• **EXERCISE DETAILS**: The entries should each be set down again precisely.

──────── INPUT ────────

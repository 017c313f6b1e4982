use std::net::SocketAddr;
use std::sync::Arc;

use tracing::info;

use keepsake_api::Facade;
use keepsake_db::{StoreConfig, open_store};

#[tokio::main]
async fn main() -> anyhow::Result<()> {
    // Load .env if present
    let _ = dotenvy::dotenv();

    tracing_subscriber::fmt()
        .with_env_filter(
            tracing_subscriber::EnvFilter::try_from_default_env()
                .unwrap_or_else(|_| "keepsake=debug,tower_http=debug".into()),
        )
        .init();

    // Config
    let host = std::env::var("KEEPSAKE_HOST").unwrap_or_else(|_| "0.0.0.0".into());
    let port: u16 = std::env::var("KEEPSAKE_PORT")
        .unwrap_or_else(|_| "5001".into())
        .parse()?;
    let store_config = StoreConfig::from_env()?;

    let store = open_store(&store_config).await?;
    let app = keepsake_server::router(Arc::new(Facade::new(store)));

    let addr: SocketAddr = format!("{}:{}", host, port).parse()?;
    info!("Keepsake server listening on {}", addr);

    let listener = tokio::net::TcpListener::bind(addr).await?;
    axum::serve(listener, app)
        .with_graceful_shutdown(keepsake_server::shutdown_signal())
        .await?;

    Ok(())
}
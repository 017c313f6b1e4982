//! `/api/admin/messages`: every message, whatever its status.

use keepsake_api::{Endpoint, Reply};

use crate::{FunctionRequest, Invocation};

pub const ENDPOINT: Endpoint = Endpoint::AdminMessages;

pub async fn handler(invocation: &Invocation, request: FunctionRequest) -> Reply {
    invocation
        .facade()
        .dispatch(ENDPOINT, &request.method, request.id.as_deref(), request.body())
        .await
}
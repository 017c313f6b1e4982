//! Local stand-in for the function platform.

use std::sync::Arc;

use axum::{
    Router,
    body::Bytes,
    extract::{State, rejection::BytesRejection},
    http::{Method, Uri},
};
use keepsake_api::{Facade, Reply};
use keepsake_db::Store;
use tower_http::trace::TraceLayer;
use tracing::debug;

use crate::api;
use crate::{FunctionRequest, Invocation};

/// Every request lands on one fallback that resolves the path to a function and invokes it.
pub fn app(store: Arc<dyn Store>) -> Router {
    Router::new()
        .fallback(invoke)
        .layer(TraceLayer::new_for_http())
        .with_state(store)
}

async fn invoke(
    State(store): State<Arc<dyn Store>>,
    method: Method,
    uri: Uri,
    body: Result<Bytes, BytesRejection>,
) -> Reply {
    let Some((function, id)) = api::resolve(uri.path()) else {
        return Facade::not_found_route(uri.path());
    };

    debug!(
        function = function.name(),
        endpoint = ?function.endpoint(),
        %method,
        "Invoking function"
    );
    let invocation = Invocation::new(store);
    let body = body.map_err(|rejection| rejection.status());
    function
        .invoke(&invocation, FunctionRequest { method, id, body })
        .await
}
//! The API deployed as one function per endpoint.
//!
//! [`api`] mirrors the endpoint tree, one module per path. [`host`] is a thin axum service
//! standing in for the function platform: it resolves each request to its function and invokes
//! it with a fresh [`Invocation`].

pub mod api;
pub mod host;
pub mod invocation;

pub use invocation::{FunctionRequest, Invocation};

────────

• **TASK RESPONSE**:
repository 017c313f6b1e4982
use std::net::SocketAddr;
use std::sync::Arc;

use tracing::info;

use keepsake_api::Facade;
use keepsake_db::{StoreConfig, open_store};

#[tokio::main]
async fn main() -> anyhow::Result<()> {
    // Load .env if present
    let _ = dotenvy::dotenv();

    tracing_subscriber::fmt()
        .with_env_filter(
            tracing_subscriber::EnvFilter::try_from_default_env()
                .unwrap_or_else(|_| "keepsake=debug,tower_http=debug".into()),
        )
        .init();

    // Config
    let host = std::env::var("KEEPSAKE_HOST").unwrap_or_else(|_| "0.0.0.0".into());
    let port: u16 = std::env::var("KEEPSAKE_PORT")
        .unwrap_or_else(|_| "5001".into())
        .parse()?;
    let store_config = StoreConfig::from_env()?;

    let store = open_store(&store_config).await?;
    let app = keepsake_server::router(Arc::new(Facade::new(store)));

    let addr: SocketAddr = format!("{}:{}", host, port).parse()?;
    info!("Keepsake server listening on {}", addr);

    let listener = tokio::net::TcpListener::bind(addr).await?;
    axum::serve(listener, app)
        .with_graceful_shutdown(keepsake_server::shutdown_signal())
        .await?;

    Ok(())
}
repository 017c313f6b1e4982
//! `/api/admin/messages`: every message, whatever its status.

use keepsake_api::{Endpoint, Reply};

use crate::{FunctionRequest, Invocation};

pub const ENDPOINT: Endpoint = Endpoint::AdminMessages;

pub async fn handler(invocation: &Invocation, request: FunctionRequest) -> Reply {
    invocation
        .facade()
        .dispatch(ENDPOINT, &request.method, request.id.as_deref(), request.body())
        .await
}
repository 017c313f6b1e4982
//! Local stand-in for the function platform.

use std::sync::Arc;

use axum::{
    Router,
    body::Bytes,
    extract::{State, rejection::BytesRejection},
    http::{Method, Uri},
};
use keepsake_api::{Facade, Reply};
use keepsake_db::Store;
use tower_http::trace::TraceLayer;
use tracing::debug;

use crate::api;
use crate::{FunctionRequest, Invocation};

/// Every request lands on one fallback that resolves the path to a function and invokes it.
pub fn app(store: Arc<dyn Store>) -> Router {
    Router::new()
        .fallback(invoke)
        .layer(TraceLayer::new_for_http())
        .with_state(store)
}

async fn invoke(
    State(store): State<Arc<dyn Store>>,
    method: Method,
    uri: Uri,
    body: Result<Bytes, BytesRejection>,
) -> Reply {
    let Some((function, id)) = api::resolve(uri.path()) else {
        return Facade::not_found_route(uri.path());
    };

    debug!(
        function = function.name(),
        endpoint = ?function.endpoint(),
        %method,
        "Invoking function"
    );
    let invocation = Invocation::new(store);
    let body = body.map_err(|rejection| rejection.status());
    function
        .invoke(&invocation, FunctionRequest { method, id, body })
        .await
}
//! The API deployed as one function per endpoint.
//!
//! [`api`] mirrors the endpoint tree, one module per path. [`host`] is a thin axum service
//! standing in for the function platform: it resolves each request to its function and invokes
//! it with a fresh [`Invocation`].

pub mod api;
pub mod host;
pub mod invocation;

pub use invocation::{FunctionRequest, Invocation};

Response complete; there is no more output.